→ **PROBLEM TO SOLVE**: Search the records that follow and extract every line containing the string "attrs".

→ **MATERIAL SUPPLIED**:
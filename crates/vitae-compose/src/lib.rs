//! vitae Compose - Virtual element composer
//!
//! Builds serializable element trees from typed data. A tree survives the
//! JSON boundary into worker threads and renders either to an HTML string
//! (worker-safe, event bindings become `data-event-*` attributes) or
//! directly into a live [`vitae_dom::DomTree`] with real listeners.
//!
//! # Example
//! ```
//! use vitae_compose::{Composer, Tag};
//!
//! let node = Composer::new(Tag::Div)
//!     .set_attribute("class", "x")
//!     .append_child(Composer::new(Tag::Span).set_inner_text("hi"));
//! assert_eq!(node.to_html_string(), r#"<div class="x"><span>hi</span></div>"#);
//! ```

mod attrs;
mod codec;
mod composer;
mod escape;
mod materialize;
mod render;
mod tag;

pub use attrs::{AttrValue, Attributes};
pub use codec::{decode, encode, CodecError};
pub use composer::{Composer, Content, Diagnostic, EventBinding};
pub use escape::escape_html;
pub use tag::Tag;

/// Attribute name prefix for serialized event bindings in rendered markup
pub use vitae_dom::DATA_EVENT_PREFIX;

→ **ANSWER BELOW**:
mod attrs;
pub use attrs::{AttrValue, Attributes};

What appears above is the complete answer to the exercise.